Ethan, Skink and Exeter join with Ashleigh to try and destroy a genetics facility that was involved in the creation of the lesser races. They battle some mutants, and Exeter meets his maker, literally. Ethan must deal with some tricky ethical issues, and he reaches a turning point that has been coming since the series began.

Andrea Di Vito (who penciled The First #12 three weeks ago) gets better and better with each issue. His style works even better here than it did in The First. Ethan is becoming a character with some serious divided loyalties, and this is going to cause him grief in the future. This marks another solid issue of one of CrossGen's most solid titles.

Rating: B+

Supergirl #63
The Best Medicine
writer: Peter David, artists: Leonard Kirk and Robin Riggs

Another writer refuses to let a crossover get in the way of his overall plans. What is it with this week?

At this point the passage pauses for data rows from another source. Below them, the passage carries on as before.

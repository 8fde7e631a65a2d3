//! Product detail parser
//!
//! Extracts title, prices, unit price, weight, product code, the free-text
//! detail sections and the breadcrumb classification from a detail page.
//! Missing elements become absent fields; they never fail the page.

#![allow(clippy::uninlined_format_args)]

use std::collections::BTreeMap;

use regex::Regex;
use scraper::{Html, Selector};
use tracing::debug;

use super::config::ProductDetailSelectors;
use super::context::DetailParseContext;
use super::{
    ContextualParser, ParsingError, ParsingResult, clean_text, compile_selector, compile_selectors, element_text,
    element_text_spaced, select_first,
};
use crate::domain::{Classifications, DetailRecord};

/// Title recorded when the page has none
pub const UNKNOWN_TITLE: &str = "Unknown";

/// Keys owned by the structured fields; detail sections never overwrite them
const RESERVED_KEYS: [&str; 8] = [
    "title",
    "price",
    "was_price",
    "price_per_uom",
    "weight",
    "product_code",
    "classifications",
    "href",
];

/// Parser for product detail pages
pub struct ProductDetailParser {
    title_selectors: Vec<Selector>,
    price_selectors: Vec<Selector>,
    was_price_selectors: Vec<Selector>,
    price_per_uom_selectors: Vec<Selector>,
    weight_selectors: Vec<Selector>,
    product_code_selectors: Vec<Selector>,
    details_section: Selector,
    details_title: Selector,
    details_content: Selector,
    breadcrumb_container: Selector,
    breadcrumb_link: Selector,
    price_pattern: Regex,
    code_pattern: Regex,
}

impl ProductDetailParser {
    /// Parser with the default grocery selectors
    pub fn new() -> ParsingResult<Self> {
        Self::with_config(&ProductDetailSelectors::default())
    }

    /// Create parser with custom selector configuration
    pub fn with_config(selectors: &ProductDetailSelectors) -> ParsingResult<Self> {
        Ok(Self {
            title_selectors: compile_selectors(&selectors.title)?,
            price_selectors: compile_selectors(&selectors.price)?,
            was_price_selectors: compile_selectors(&selectors.was_price)?,
            price_per_uom_selectors: compile_selectors(&selectors.price_per_uom)?,
            weight_selectors: compile_selectors(&selectors.weight)?,
            product_code_selectors: compile_selectors(&selectors.product_code)?,
            details_section: compile_selector(&selectors.details_section)?,
            details_title: compile_selector(&selectors.details_title)?,
            details_content: compile_selector(&selectors.details_content)?,
            breadcrumb_container: compile_selector(&selectors.breadcrumb_container)?,
            breadcrumb_link: compile_selector(&selectors.breadcrumb_link)?,
            price_pattern: Self::compile_pattern(r"\d+\.\d+")?,
            code_pattern: Self::compile_pattern(r"\d+")?,
        })
    }

    fn compile_pattern(pattern: &str) -> ParsingResult<Regex> {
        Regex::new(pattern).map_err(|e| ParsingError::InvalidPattern {
            pattern: pattern.to_string(),
            reason: e.to_string(),
        })
    }

    /// Parse a raw HTML body; the `Html` tree never leaves this call
    pub fn parse_document(&self, body: &str, context: &DetailParseContext) -> ParsingResult<DetailRecord> {
        let html = Html::parse_document(body);
        self.parse_with_context(&html, context)
    }

    /// First decimal number in the text (`£1.25` → `1.25`)
    pub fn extract_price(&self, text: &str) -> Option<String> {
        self.price_pattern.find(text).map(|m| m.as_str().to_string())
    }

    fn field_text(html: &Html, selectors: &[Selector]) -> Option<String> {
        select_first(html, selectors).map(|element| element_text(&element))
    }

    fn extract_details(&self, html: &Html) -> BTreeMap<String, String> {
        let mut details = BTreeMap::new();

        for section in html.select(&self.details_section) {
            let title = section.select(&self.details_title).next();
            let content = section.select(&self.details_content).next();
            let (Some(title), Some(content)) = (title, content) else {
                continue;
            };

            let key = clean_text(&element_text(&title)).to_lowercase().replace(' ', "_");
            if key.is_empty() || RESERVED_KEYS.contains(&key.as_str()) {
                debug!("Skipping detail section with key '{}'", key);
                continue;
            }
            details.insert(key, clean_text(&element_text(&content)));
        }

        details
    }

    fn extract_classifications(&self, html: &Html) -> Option<Classifications> {
        let container = html.select(&self.breadcrumb_container).next()?;
        let mut classifications = Classifications::default();

        for (level, link) in container
            .select(&self.breadcrumb_link)
            .take(Classifications::LEVELS.len())
            .enumerate()
        {
            let label = clean_text(&element_text_spaced(&link).replace("breadcrumb", ""));
            classifications.set_level(level, label);
        }

        Some(classifications)
    }
}

impl ContextualParser for ProductDetailParser {
    type Output = DetailRecord;
    type Context = DetailParseContext;

    fn parse_with_context(&self, html: &Html, context: &Self::Context) -> ParsingResult<Self::Output> {
        debug!("Parsing product detail from: {}", context.url);

        let title = Self::field_text(html, &self.title_selectors)
            .map(|t| clean_text(&t))
            .unwrap_or_else(|| UNKNOWN_TITLE.to_string());

        let price = Self::field_text(html, &self.price_selectors).and_then(|t| self.extract_price(&t));
        let was_price = Self::field_text(html, &self.was_price_selectors).and_then(|t| self.extract_price(&t));

        let price_per_uom = Self::field_text(html, &self.price_per_uom_selectors)
            .map(|t| clean_text(t.trim().trim_matches(|c| c == '(' || c == ')')));

        let weight = Self::field_text(html, &self.weight_selectors).map(|t| clean_text(&t));

        let product_code = Self::field_text(html, &self.product_code_selectors)
            .and_then(|t| self.code_pattern.find(&t).map(|m| m.as_str().to_string()));

        Ok(DetailRecord {
            title,
            price,
            was_price,
            price_per_uom,
            weight,
            product_code,
            classifications: self.extract_classifications(html),
            href: context.url.clone(),
            details: self.extract_details(html),
        })
    }
}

The weakened Supergirl loses out to her Bizarro duplicate, who for some reason has all the powers that Linda once had. Only the timely interference of Batgirl (well written here) saves her. That and the Bizarro's realization that she has a thing for high voltage.

While that goes on, the Jokerized Buzz and Two-Face (and of all Bat-villains only The Riddler could be more redundant as a Joker) attempt a crime spree. With their insanity, however, they end up acting more as Robin Hoods. And through it all, the former demon cannot help but feel that something is terribly, terribly wrong.

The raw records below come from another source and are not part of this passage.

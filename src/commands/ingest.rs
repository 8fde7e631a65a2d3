//! `ingest`: fetch (or replay) every retailer feed and store the rows

use std::sync::Arc;

use anyhow::{Context, Result};
use tracing::{info, warn};

use crate::application::{AggregationReport, Aggregator, IngestMode, SourceStatus};
use crate::infrastructure::config::AppConfig;
use crate::infrastructure::{HttpClientConfig, HttpFeedFetcher, SnapshotWriter, SourceRegistry, StationStore};

/// Result of one ingestion run
#[derive(Debug)]
pub struct IngestOutcome {
    pub report: AggregationReport,
    /// Rows newly written to the station database; `None` when storage is off
    pub stored: Option<u64>,
}

pub async fn run_ingest(config: &AppConfig) -> Result<IngestOutcome> {
    let registry = SourceRegistry::from_config(&config.ingest.sources);
    let http_config = HttpClientConfig::new(config.ingest.user_agent.clone(), config.ingest.request_timeout_seconds);
    let fetcher = HttpFeedFetcher::new(&http_config).context("Failed to create feed fetcher")?;
    let writer = SnapshotWriter::new(&config.ingest.snapshot_dir);

    let mode = if config.ingest.replay {
        IngestMode::Replay
    } else {
        IngestMode::Live
    };

    let aggregator = Aggregator::new(registry, Arc::new(fetcher), writer);
    let report = aggregator
        .aggregate(mode)
        .await
        .context("Failed to read snapshot directory")?;

    for outcome in &report.outcomes {
        match outcome.status {
            SourceStatus::Ingested => info!("  {} → {} rows", outcome.source, outcome.rows),
            SourceStatus::SnapshotSkipped => {
                warn!("  {} → {} rows (snapshot not written)", outcome.source, outcome.rows);
            }
            SourceStatus::FetchFailed => warn!("  {} → fetch failed", outcome.source),
        }
    }

    let stored = if config.store.enabled {
        Some(store_dataset(config, &report).await?)
    } else {
        info!("Station database disabled, rows not stored");
        None
    };

    Ok(IngestOutcome { report, stored })
}

async fn store_dataset(config: &AppConfig, report: &AggregationReport) -> Result<u64> {
    if report.dataset.is_empty() {
        return Ok(0);
    }

    let store = StationStore::connect(&config.store.database_url)
        .await
        .with_context(|| format!("Failed to open station database {}", config.store.database_url))?;
    store.migrate().await.context("Failed to prepare station database")?;

    store
        .insert_dataset(&report.dataset)
        .await
        .context("Failed to store station rows")
}
//! Application layer module
//!
//! Turns raw feed records into the combined station dataset.

pub mod aggregator;
pub mod normalizer;

pub use aggregator::{AggregationReport, Aggregator, IngestMode, SourceOutcome, SourceStatus};
pub use normalizer::normalize;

Credit Peter David for making a demon sympathetic without making him funny. It's impressive, and certainly not the direction anyone would have predicted in the early issues of this book. But hey kids, that's good writing, which means you should be reading it.

Rating: Veronica

Superman: The Man of Steel #119
Snowball's Chance
writer: Mark Schultz, artists: Yvel Guichet, Dexter Vines, and Walden Wong

This book wins the coveted "Ugliest of the Week" award. Guys, the secret to McGuinnes' success is the lightness of it. This book has been inked so darkly that instead of looking busy, it just looks cluttered. There's nowhere to let the eye rest and enjoy. Even Krypto looks like an angular, grim and gritty version of himself. It's a puppy, people.

Schultz does what he can, though even in the best of times, a lot of Superman books just feel like they're marking time until somebody comes up with the next best thing. This week The Eradicator gets Jokerized, sort of. His conflicting Kryptonian programming makes it difficult to tell. What does drive him crazy, though, is the revelation of the new alternate Krypton. Hey, Eradicator, it drives a lot of readers crazy as well. We just don't want to see it destroyed.

In the end, we get a re-designed Fortress. Now, if somebody could stop that stupid robot from being so painfully hip-hop (only early Teen Titans could be more ridiculous in terms of lingo), we could all rest easier.

Rating: Midge

 

Derek McCaw

 

 

 

All comics were reviewed by Derek McCaw unless otherwise noted.